Jackass 3D grossed $50 million during its opening weekend, setting the record for the highest grossing film released in the month of October in cinematic history — really freaking crazy for a crew of skaters that began with a hand-held camera, filming one another getting kicked in the crotch, jumping into ceiling fans, snorting wasabi and engaging in other wonderfully disgusting antics.  So does this make Ojai resident, and one of the film’s most memorable characters, Dave England, the most sought-after movie star on the planet? Not necessarily. In fact, England might be more psyched about the new skate park opening in Ojai than the Jackass franchise’s Hollywood takeover. England, who was raised all around Ventura County, moved to Colorado after high school to embark on a professional snowboarding career. Over time, he became the editor of Blunt magazine, which brought him together with the eventual Jackass gang. Before heading out to celebrate the 10-year anniversary of the Jackass conception, England chatted with the VCReporter about masochism and the art of shitting.

VCReporter: When did you discover you were a masochist?
Dave England: The thing that makes it so people want to watch us, is that we’re not masochists. If we were, it wouldn’t be that much fun to watch us because we’d be enjoying too much. Part of what makes it fun to watch is that we don’t enjoy it and we’re crying about it.

What’s worse? Knowing what’s coming? Or the unexpected?
When you know what’s coming several days before, you lose sleep — and that is no fun. No one wants to sit and think about it the whole time. But sometimes it’s kind of nice when it’s last-second and it comes out of nowhere. But with that, you can’t stop looking over your shoulder and you get paranoid, and that carries over into your personal life. I find it pretty hard to relax after filming Jackass for a while.

When did you first get involved with the Jackass crew? And how?
I’ve been involved since day one. Since we did the pilot. Before that, I was working as an editor at Blunt snowboard magazine, the sister magazine to Big Brother magazine. And Jeff Tremaine was the art director of Big Brother. So he had the idea to take these videos we were making of silly skits in between takes for skateboarding videos. So his idea was to get rid of all the skateboarding and just do the silly stuff and try to pitch it to some networks. We were friends with Spike Jonze because he was really involved with skateboarding, so he got our foot in the door and got MTV to buy it. I thought it would be on one time in the middle of the night. But it caught on. And after that, we couldn’t really do what we wanted on TV because we were getting in too much trouble. So every four years since, we’ve made a movie. And it also marks the 10-year, today actually, anniversary of us making Jackass.

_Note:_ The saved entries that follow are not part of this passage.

//! Node: the ancestor-or-tip record exchanged during graph sync.
//!
//! A node carries one output of one transaction, together with enough
//! context (proof, metadata, input hints) for the recipient to decide how
//! much more of the ancestor graph it needs.

use std::collections::BTreeMap;

use bytes::Bytes;
use serde::{Deserialize, Serialize};

use crate::types::{Outpoint, TxId};

/// An ancestor-or-tip record within a transaction graph.
///
/// `inputs` and the metadata fields are populated only when the request
/// that produced the node asked for metadata.
#[derive(Debug, Clone, PartialEq, Eq, Serialize, Deserialize)]
pub struct Node {
    /// Outpoint of the tip whose graph this node belongs to.
    pub graph_id: Outpoint,

    /// Opaque raw transaction bytes.
    pub raw_tx: Bytes,

    /// Which output of `raw_tx` this node represents.
    pub output_index: u32,

    /// Chain-inclusion proof, if the transaction is mined.
    #[serde(default, skip_serializing_if = "Option::is_none")]
    pub proof: Option<String>,

    /// Opaque per-transaction metadata.
    #[serde(default, skip_serializing_if = "Option::is_none")]
    pub tx_metadata: Option<String>,

    /// Opaque per-output metadata.
    #[serde(default, skip_serializing_if = "Option::is_none")]
    pub output_metadata: Option<String>,

    /// Input outpoints of `raw_tx` with refresh hints, keyed by the
    /// canonical outpoint form.
    #[serde(default, skip_serializing_if = "Option::is_none")]
    pub inputs: Option<BTreeMap<Outpoint, InputHint>>,
}

impl Node {
    /// The identity of this node: `(txid(raw_tx), output_index)`.
    ///
    /// For a tip node this equals `graph_id`.
    pub fn outpoint(&self) -> Outpoint {
        Outpoint::new(TxId::of(&self.raw_tx), self.output_index)
    }
}

/// Digest hint for one input of a node.
///
/// The sender's digest of its copy of the input transaction. The recipient
/// compares it against its own copy to decide whether it wants a fresher
/// one. An empty hash means the sender holds no copy to describe.
#[derive(Debug, Clone, PartialEq, Eq, Serialize, Deserialize)]
pub struct InputHint {
    pub hash: String,
}

/// How a requested input should be returned.
#[derive(Debug, Clone, Copy, PartialEq, Eq, Serialize, Deserialize)]
pub struct RequestedInput {
    /// Whether the returned node should include metadata and input hints.
    pub metadata: bool,
}

/// The set of additional inputs a peer still needs for a graph.
///
/// An empty map means nothing further is needed; at the API boundary that
/// case is usually expressed as `Option::None`.
#[derive(Debug, Clone, Default, PartialEq, Eq, Serialize, Deserialize)]
pub struct NodeResponse {
    pub requested_inputs: BTreeMap<Outpoint, RequestedInput>,
}

impl NodeResponse {
    /// Create an empty response.
    pub fn new() -> Self {
        Self::default()
    }

    /// Add a requested input.
    pub fn request(&mut self, outpoint: Outpoint, metadata: bool) {
        self.requested_inputs
            .insert(outpoint, RequestedInput { metadata });
    }

    /// Whether nothing further is needed.
    pub fn is_empty(&self) -> bool {
        self.requested_inputs.is_empty()
    }
}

In between the four years of making movies, what does the Jackass crew do? I see Johnny Knoxville in some movies here and there.
Yeah, those are really good, huh? (Laughs.) I’ve done a couple of failed films as well. Everyone has done little things here and there. But I think for everyone Jackass seems to be our forte. We’ve had some minor success in other departments, but usually when we come back and do Jackass stuff we do really good.

So in the meanwhile you’re a family man?
Yeah, I’ve got two kids [ages 6 and 9]. I also make videos. In the last four years I’ve made a lot of viral videos. I made one that got best sports video on YouTube in 2007. It was a video where I filled this skate bowl with balloons and skated in it. Just silly stuff like that.

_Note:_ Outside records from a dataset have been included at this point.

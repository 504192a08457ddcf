//! Remote peer abstraction for the sync protocol.
//!
//! A [`Remote`] is the symmetric counterpart of the engine's exposed
//! operations. Implementations may sit on a network transport or, as in
//! tests, delegate to another engine in the same process.

use async_trait::async_trait;

use gasp_core::{Node, NodeResponse, Outpoint, TxId};

use crate::error::Result;
use crate::messages::{InitialReply, InitialRequest, InitialResponse};

/// The four protocol operations a peer exposes.
///
/// Implementations must be thread-safe (Send + Sync). Transport failures
/// surface as [`SyncError::Transport`](crate::SyncError::Transport).
#[async_trait]
pub trait Remote: Send + Sync {
    /// Open a session: ask the peer for its tips.
    async fn get_initial_response(&self, request: InitialRequest) -> Result<InitialResponse>;

    /// Ask the peer which of the listed tips it did not already know.
    async fn get_initial_reply(&self, response: InitialResponse) -> Result<InitialReply>;

    /// Fetch one node of a graph from the peer.
    async fn request_node(
        &self,
        graph_id: &Outpoint,
        txid: &TxId,
        output_index: u32,
        metadata: bool,
    ) -> Result<Node>;

    /// Push one node of a graph to the peer. `None` means the peer needs
    /// nothing further for this branch.
    async fn submit_node(&self, node: Node) -> Result<Option<NodeResponse>>;
}

/// An in-process remote for tests: delegates straight to another engine.
///
/// Two symmetric engines are wired by constructing both, then connecting
/// each to a `DirectRemote` wrapping the other.
pub mod direct {
    use std::sync::Arc;

    use super::*;
    use crate::engine::Engine;
    use gasp_store::Storage;

    /// A [`Remote`] backed by another [`Engine`] in the same process.
    pub struct DirectRemote<S: Storage> {
        engine: Arc<Engine<S>>,
    }

    impl<S: Storage> DirectRemote<S> {
        /// Wrap an engine as a peer endpoint.
        pub fn new(engine: Arc<Engine<S>>) -> Self {
            Self { engine }
        }
    }

    #[async_trait]
    impl<S: Storage + 'static> Remote for DirectRemote<S> {
        async fn get_initial_response(
            &self,
            request: InitialRequest,
        ) -> Result<InitialResponse> {
            self.engine.get_initial_response(request).await
        }

        async fn get_initial_reply(&self, response: InitialResponse) -> Result<InitialReply> {
            self.engine.get_initial_reply(response).await
        }

        async fn request_node(
            &self,
            graph_id: &Outpoint,
            txid: &TxId,
            output_index: u32,
            metadata: bool,
        ) -> Result<Node> {
            self.engine
                .request_node(graph_id, txid, output_index, metadata)
                .await
        }

        async fn submit_node(&self, node: Node) -> Result<Option<NodeResponse>> {
            self.engine.submit_node(node).await
        }
    }
}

Do you ever bring your kids to set and to see what’s going?
Sometimes I bring them to set and they have a good time. Other times, I have to walk them to a different area and hide them from Chris’ penis [Chris Pontius, who has several nude scenes in the film]. Or I bring them to the editing room. The editor is a friend of mine, so he’ll make some kid-friendly cuts they can watch.

Do you have to have a special sit-down with them to explain that what daddy does isn’t for everybody?
No; when they see me limping around and all black and blue (laughs), they get the idea. They don’t want to get hurt. I think it makes them more timid if anything. They see the consequences if you act like an idiot. It doesn’t encourage them. That’s for sure.

When did you discover you had a great knack for shitting?
When I was a kid everyone would pick on me. Then one day I took a shit in a glass jar and threw it at a log. It exploded and the shit stuck to the log. So after that I had a bunch of friends. I thought, “I’ve got to keep doing this.” And that’s what I’ve done ever since. Please the crowd.

Definitely. And you’ve made a pretty good living doing that.
Yeah, in each of the three movies, I’ve taken at least one shit in each one. I’m happy to do the poocano. That worked out. That was one take. They weren’t going to build another set for me.

Do you have a special diet for that?
Everything I could get my hands on. Just crammed everything I could find in my mouth, and the classic stuff like corn and peanuts (laughs).

Any talks for four years down the line?
At this point, all of us agree that nothing is outside the realm of possibilities. Before this, after we filmed parts one and two, we said, “That’s it.” We didn’t want to do one, and plus we thought no one would want to see another one.

But at this point it just seems like we’ll keep making them.